I didn't think we actually planned on finding anything , especially not as late as it was becoming. The sky darkened to a dark blue and I was getting tired. We had walked back and forth around the neighborhood for what seemed like hours and no sign of anything unusual.
"I think we've done enough looking for one day," I said. Kim seemed to be just as enthusiastic as she was when we first started.
"For you maybe," She said.
"Well I'm gonna head home. Parents are probably worried sick," I said sarcastically.
"Okay seeya at school tomorrow," She said, heading off somewhere.
"Wait where are you gonna go? Shouldn't you be getting home too?" I called to her retreating form. She disappeared into the densely vegetated wooded area just behind our neighborhood. It wasn't a wise decision on her part, but I wasn't going to follow. If my dad had even noticed I was gone he had to have been looking for me or at least wondering where I was.
The next day, Kim didn't show up at school.

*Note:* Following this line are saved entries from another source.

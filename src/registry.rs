//! In-flight operation registry
//!
//! Tracks the long-running git operation per key (one worktree path, one
//! agent session) so a second request against a busy key is rejected up
//! front instead of queueing behind the worktree lock, and so callers can
//! cancel an operation they no longer want.

use std::collections::HashMap;
use std::sync::Arc;

use thiserror::Error;
use tokio::sync::Mutex;
use tokio::task::JoinHandle;
use tracing::{debug, info};

#[derive(Error, Debug)]
#[error("an operation is already running for '{0}'")]
pub struct AlreadyRunning(pub String);

/// Registry of in-flight operations, keyed by caller-chosen strings.
#[derive(Default)]
pub struct InFlightRegistry {
    tasks: Mutex<HashMap<String, JoinHandle<()>>>,
}

pub type SharedInFlightRegistry = Arc<InFlightRegistry>;

impl InFlightRegistry {
    pub fn new() -> SharedInFlightRegistry {
        Arc::new(Self::default())
    }

    /// Spawn `fut` under `key`. Fails without spawning when the key already
    /// has a live operation. Finished entries are swept on each call.
    pub async fn try_start<F>(&self, key: &str, fut: F) -> Result<(), AlreadyRunning>
    where
        F: std::future::Future<Output = ()> + Send + 'static,
    {
        let mut tasks = self.tasks.lock().await;
        tasks.retain(|_, handle| !handle.is_finished());
        if tasks.contains_key(key) {
            return Err(AlreadyRunning(key.to_string()));
        }

        let owned_key = key.to_string();
        let handle = tokio::spawn(async move {
            fut.await;
            debug!(key = %owned_key, "operation finished");
        });

        tasks.insert(key.to_string(), handle);
        Ok(())
    }

    /// Abort the operation under `key`. Returns whether one was running.
    pub async fn cancel(&self, key: &str) -> bool {
        let mut tasks = self.tasks.lock().await;
        match tasks.remove(key) {
            Some(handle) => {
                let was_live = !handle.is_finished();
                handle.abort();
                if was_live {
                    info!(key, "cancelled operation");
                }
                was_live
            }
            None => false,
        }
    }

    pub async fn is_running(&self, key: &str) -> bool {
        let tasks = self.tasks.lock().await;
        tasks.get(key).is_some_and(|h| !h.is_finished())
    }

    pub async fn running_keys(&self) -> Vec<String> {
        let tasks = self.tasks.lock().await;
        tasks
            .iter()
            .filter(|(_, h)| !h.is_finished())
            .map(|(k, _)| k.clone())
            .collect()
    }
}
//! Git worktree lifecycle and synchronization services.
//!
//! Spawns the system `git` binary for every operation, parses its
//! porcelain output into typed results, and serializes mutating
//! operations per worktree so concurrent agents cannot interleave
//! multi-command sequences against the same checkout.

pub mod config;
pub mod git;
pub mod registry;
pub mod util;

I had never noticed before yesterday the days Kim did, or didn't show up in class, but today was different because I was with her that previous night. I couldn't help but to think that something happened to her.
I stood by my open locker reading like I always did, but today something didn't seem right. It was as if Kim's absence had disrupted my entire routine.
"Randilyn we need to have a talk with you," I heard a deep voice say. No one had ever called me by my real name before Except my mother, so I knew something was wrong. I was afraid to look up because I suddenly got that gut feeling. That terrible gut feeling that signified that something was terribly wrong.
"Yes?" I asked. Two tall men in blue looked down at me, both with uneasy looks on their faces. I felt like a criminal all of a sudden.
"We have to ask you some questions so we'll have to get you to come down to the station with us," The officer said. My heart dropped in my chest.
"About what?" I asked.
"A close friend of yours disappeared last night. Her parents said that she was last seen with you," he said.
"You don't think it was me that did something to her do you?" I asked. I was sometimes insensitive and a bit grouchy at times, but I was no murderer.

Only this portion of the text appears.